Essere veramente interiori
C’è sempre stato il grande pericolo – pericolo che esiste in modo particolare oggi, in questa nostra società auto-referenziale e narcisista – di confondere l’interiorità autentica con l’introversione, il fissarsi su noi stessi, l’autoanalisi. Essere realmente interiori è esattamente l’opposto dell’essere introversi. Nella consapevolezza della presenza che ci inabita, avviene un capovolgimento della nostra coscienza, una conversione, così che non guardiamo più… a noi stessi, anticipando o ricordando i nostri sentimenti, reazioni, desideri, idee, o sogni ad occhi aperti. Ci rivolgiamo verso qualcosa d’altro. E questo è sempre difficile per noi.
Pensiamo che sarebbe più facile allontanarci dall’introspezione, se sapessimo esattamente cosa guardare. Se solo ci fosse un oggetto su cui fissare l’attenzione. Se solo Dio potesse essere rappresentato da un’immagine. Ma il vero Dio non può essere un immagine. Le immagini di Dio sono idoli. Costruendo un’immagine di Dio si finisce per osservare una immagine rimessa a nuovo di noi stessi. Essere autenticamente interiori, aprire l’occhio del cuore, significa essere immersi nella visione senza immagini che è la fede, quella visione che ci permette di “vedere Dio”. Nella fede, l’attenzione non è più governata da uno spirito materialista, opportunista e auto-conservativo, ma da uno Spirito Nuovo che è per sua natura, spoliazione. È sempre un lasciare andare ed un continuo rinunciare alle gratificazioni della rinuncia, che sono molto grandi e quindi è ancora più necessario restituirle.

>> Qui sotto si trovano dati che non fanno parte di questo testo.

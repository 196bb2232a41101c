//! Shared relational store
//!
//! PostgreSQL holds the only durable coordination state: the
//! `broadcast_reservations` table. Advisory locks live in the same
//! database but are session-scoped and never persisted.

pub mod ledger;

use std::time::Duration;

use anyhow::{Context, Result};
use deadpool_postgres::{Config as PoolConfig, ManagerConfig, Pool, RecyclingMethod, Runtime};
use serde::{Deserialize, Serialize};
use tokio_postgres::NoTls;

pub use ledger::{
    InMemoryReservationLedger, LedgerError, PostgresReservationLedger, ReservationLedger,
};

/// Reservation table DDL
pub const SCHEMA_SQL: &str = r#"
CREATE TABLE IF NOT EXISTS broadcast_reservations (
    id BIGSERIAL PRIMARY KEY,
    broadcast_date DATE NOT NULL,
    broadcast_type VARCHAR(16) NOT NULL,
    slot_key VARCHAR(64) NOT NULL DEFAULT 'daily',
    status VARCHAR(16) NOT NULL DEFAULT 'reserved',
    created_by VARCHAR(64) NOT NULL,
    created_at TIMESTAMPTZ NOT NULL DEFAULT NOW(),
    completed_at TIMESTAMPTZ,
    successful_deliveries INTEGER NOT NULL DEFAULT 0,
    failed_deliveries INTEGER NOT NULL DEFAULT 0,
    topic TEXT,
    error_message TEXT,
    CONSTRAINT broadcast_reservations_slot_unique
        UNIQUE (broadcast_date, broadcast_type, slot_key),
    CONSTRAINT broadcast_reservations_status_check
        CHECK (status IN ('reserved', 'sending', 'completed', 'failed'))
);

CREATE INDEX IF NOT EXISTS idx_broadcast_reservations_date
    ON broadcast_reservations (broadcast_date);
"#;

// ============================================================================
// Configuration
// ============================================================================

/// Database configuration
#[derive(Debug, Clone, Serialize, Deserialize)]
#[serde(default)]
pub struct DatabaseConfig {
    /// PostgreSQL connection URL; `None` selects process-local backends
    pub postgres_url: Option<String>,

    /// Maximum pool size
    pub pool_size: usize,

    /// Connection wait/create timeout in seconds
    pub connect_timeout_secs: u64,

    /// Per-statement timeout for ledger queries in seconds
    pub statement_timeout_secs: u64,
}

impl Default for DatabaseConfig {
    fn default() -> Self {
        Self {
            postgres_url: None,
            pool_size: 10,
            connect_timeout_secs: 5,
            statement_timeout_secs: 10,
        }
    }
}

impl DatabaseConfig {
    /// Set database URL
    pub fn with_postgres_url(mut self, url: &str) -> Self {
        self.postgres_url = Some(url.to_string());
        self
    }

    /// Set pool size
    pub fn with_pool_size(mut self, size: usize) -> Self {
        self.pool_size = size;
        self
    }

    pub fn connect_timeout(&self) -> Duration {
        Duration::from_secs(self.connect_timeout_secs)
    }

    pub fn statement_timeout(&self) -> Duration {
        Duration::from_secs(self.statement_timeout_secs)
    }
}

/// Create a PostgreSQL connection pool
pub fn create_pool(config: &DatabaseConfig) -> Result<Pool> {
    let url = config
        .postgres_url
        .as_deref()
        .context("PostgreSQL URL is not configured")?;

    let mut cfg = PoolConfig::new();
    cfg.url = Some(url.to_string());
    cfg.manager = Some(ManagerConfig {
        recycling_method: RecyclingMethod::Fast,
    });

    let mut pool_settings = deadpool_postgres::PoolConfig::new(config.pool_size);
    pool_settings.timeouts.wait = Some(config.connect_timeout());
    pool_settings.timeouts.create = Some(config.connect_timeout());
    cfg.pool = Some(pool_settings);

    cfg.create_pool(Some(Runtime::Tokio1), NoTls)
        .context("Failed to create PostgreSQL connection pool")
}

// ============================================================================
// Database
// ============================================================================

/// PostgreSQL pool wrapper
#[derive(Clone)]
pub struct Database {
    pool: Pool,
    config: DatabaseConfig,
}

impl Database {
    /// Create the pool (connections are opened lazily)
    pub fn connect(config: &DatabaseConfig) -> Result<Self> {
        let pool = create_pool(config)?;
        Ok(Self {
            pool,
            config: config.clone(),
        })
    }

    pub fn pool(&self) -> &Pool {
        &self.pool
    }

    /// Create the reservation schema
    pub async fn init_schema(&self) -> Result<()> {
        let client = self
            .pool
            .get()
            .await
            .context("Failed to get PostgreSQL connection")?;

        client
            .batch_execute(SCHEMA_SQL)
            .await
            .context("Failed to create broadcast_reservations schema")?;

        tracing::info!("Reservation schema initialized");
        Ok(())
    }

    /// Round-trip a trivial query
    pub async fn health_check(&self) -> Result<()> {
        let client = tokio::time::timeout(self.config.connect_timeout(), self.pool.get())
            .await
            .context("Timed out waiting for PostgreSQL connection")?
            .context("Failed to get PostgreSQL connection")?;

        client
            .query_one("SELECT 1", &[])
            .await
            .context("PostgreSQL health check failed")?;
        Ok(())
    }

    /// Current pool statistics
    pub fn status(&self) -> PoolStatus {
        let status = self.pool.status();
        PoolStatus {
            size: status.size,
            available: status.available,
            waiting: status.waiting,
            max_size: status.max_size,
        }
    }
}

/// Connection pool statistics
#[derive(Debug, Clone, Serialize)]
pub struct PoolStatus {
    /// Current pool size
    pub size: usize,

    /// Idle connections (excludes those pinned by held locks)
    pub available: usize,

    /// Tasks waiting for a connection
    pub waiting: usize,

    /// Configured maximum
    pub max_size: usize,
}

impl PoolStatus {
    /// Calculate utilization (0.0 - 1.0)
    pub fn utilization(&self) -> f64 {
        if self.max_size == 0 {
            return 0.0;
        }
        (self.size.saturating_sub(self.available)) as f64 / self.max_size as f64
    }
}

#[cfg(test)]
mod tests {
    use super::*;

    #[test]
    fn test_default_config() {
        let config = DatabaseConfig::default();
        assert!(config.postgres_url.is_none());
        assert_eq!(config.pool_size, 10);
        assert_eq!(config.connect_timeout(), Duration::from_secs(5));
    }

    #[test]
    fn test_config_builder() {
        let config = DatabaseConfig::default()
            .with_postgres_url("postgresql://test/db")
            .with_pool_size(20);
        assert_eq!(config.postgres_url.as_deref(), Some("postgresql://test/db"));
        assert_eq!(config.pool_size, 20);
    }

    #[test]
    fn test_create_pool_requires_url() {
        assert!(create_pool(&DatabaseConfig::default()).is_err());
    }

    #[tokio::test]
    async fn test_create_pool_is_lazy() {
        // No connection attempt happens until the first `get`
        let config = DatabaseConfig::default().with_postgres_url("postgresql://localhost:1/none");
        let db = Database::connect(&config).unwrap();
        let status = db.status();
        assert_eq!(status.size, 0);
        assert_eq!(status.max_size, 10);
    }

    #[test]
    fn test_pool_utilization() {
        let status = PoolStatus {
            size: 10,
            available: 3,
            waiting: 0,
            max_size: 10,
        };
        assert!((status.utilization() - 0.7).abs() < f64::EPSILON);

        let empty = PoolStatus {
            size: 0,
            available: 0,
            waiting: 0,
            max_size: 0,
        };
        assert_eq!(empty.utilization(), 0.0);
    }

    #[test]
    fn test_schema_has_unique_slot_constraint() {
        assert!(SCHEMA_SQL.contains("UNIQUE (broadcast_date, broadcast_type, slot_key)"));
    }
}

Non c’è una sfida più decisiva che entrare nella esperienza di porre l’attenzione all’altro. È lo stato continuo ed estatico della spoliazione. Lo possiamo intravvedere semplicemente richiamando alla mente quei momenti o fasi della vita in cui abbiamo sperimentato il massimo livello di pace, di pienezza e di gioia, e riconoscere che quelli erano momenti in cui, pur non possedendo alcunché, ci eravam eo persi in qualcosa o qualcuno. Il passaporto per il regno richiede il timbro della povertà.(…)
Brano tratto da Laurence Freeman OSB, “The Power of Attention,” THE SELFLESS SELF (London: DLT, 1989), pp. 31-35. [Il Sè senza un Sè, Amrita Edizioni]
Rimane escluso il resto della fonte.